Working with Sensis senior product manager Arthur Constantinou, Media Technology built a fulfilment system to reach the 50 per cent of BMW, Lexus or Mercedes owners shown by test-marketing to be willing to update their in-car navigation data each year.
When a customer places an order on the Whereis website, the information is sent to both Whereis and Media Technology, which burns, packs and sends the A$345 DVD.
Updating the data on the in-car system is important because it is used not just for plotting the route from A to B, but for finding the nearest place to park or the best motorway exit - and that can change from month to month.
While in-car navigation is now limited to top-end marques, Toyota is talking about putting systems in its new Corollas.
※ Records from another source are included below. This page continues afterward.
//! Types for configuring a [crate::Decoder].

use core::ops::{Bound, RangeBounds};

/// Bounds on an acceptable length.
///
/// # Examples
///
/// ```
/// use bitsparrow::RangeCfg;
///
/// let cfg = RangeCfg::new(1..=1024);
/// assert!(cfg.contains(500));
/// assert!(!cfg.contains(0));
/// assert!(!cfg.contains(2000));
///
/// let any = RangeCfg::from(..);
/// assert!(any.contains(usize::MAX));
/// ```
#[derive(Clone, Copy, Debug, Eq, PartialEq, Hash)]
pub struct RangeCfg {
    start: Bound<usize>,
    end: Bound<usize>,
}

impl RangeCfg {
    /// Creates a new `RangeCfg` from any range of `usize`.
    pub fn new(r: impl RangeBounds<usize>) -> Self {
        Self {
            start: r.start_bound().cloned(),
            end: r.end_bound().cloned(),
        }
    }

    /// Returns true if `value` lies within the bounds.
    pub fn contains(&self, value: usize) -> bool {
        (self.start, self.end).contains(&value)
    }
}

impl Default for RangeCfg {
    fn default() -> Self {
        Self::new(..)
    }
}

macro_rules! impl_from_range {
    ($($range:ty),*) => {
        $(
            impl From<$range> for RangeCfg {
                fn from(r: $range) -> Self {
                    Self::new(r)
                }
            }
        )*
    };
}
impl_from_range!(
    core::ops::Range<usize>,
    core::ops::RangeInclusive<usize>,
    core::ops::RangeFrom<usize>,
    core::ops::RangeTo<usize>,
    core::ops::RangeToInclusive<usize>,
    core::ops::RangeFull
);

/// Configuration for a [crate::Decoder].
#[derive(Clone, Copy, Debug, Default, Eq, PartialEq)]
pub struct Config {
    /// Accepted length of `bytes` and `string` payloads, and of collections.
    ///
    /// Lengths outside this range are rejected before the payload is read.
    pub max_len: RangeCfg,
}

impl Config {
    /// Creates a configuration that accepts lengths in `range`.
    pub fn with_max_len(range: impl Into<RangeCfg>) -> Self {
        Self {
            max_len: range.into(),
        }
    }
}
"It is not inconceivable in a few years we could have a million maps out there," Morton said.
Media Technology's fulfilment processes change for each customer, so it built its own back-end systems rather than buy packaged e-commerce software.
Morton said such packages contained more features than the company needed, and did not address some of its unique requirements.
Instead, it takes the Visio planning documents developed during consultation with customers and exports the business rules into websites created around Microsoft Biztalk Server.
The money is processed on the customers' sites or ones they specify, leaving Media Technology to burn, pack and send the disks.
A keen student of Moore's Law, which governs the relationship between price and storage capacity, Morton is not afraid disks will succumb to broadband any time soon, "just because for $1 you can store and distribute 5 gigabytes. You can't get that off the net for that price".
Media Technology started out as Software Images, putting data on 5 1/4 inch floppy disks.
As each new digital replication standard has emerged, it has invested in the technology to meet likely demand.
"I used to draw digital convergence diagrams, and say, 'The next industry to emerge will be games'. Then I said next is the telecommunications industry, and we made millions of floppy disks and then CDs for companies like Voyager and Xtra," said Morton.
"People said movies have too much data. I said 'just wait,' and next minute they turn up."
He is picking the next move will be replicating data in bulk onto SD (Secure Digital) flash memory cards, once they become cheaper.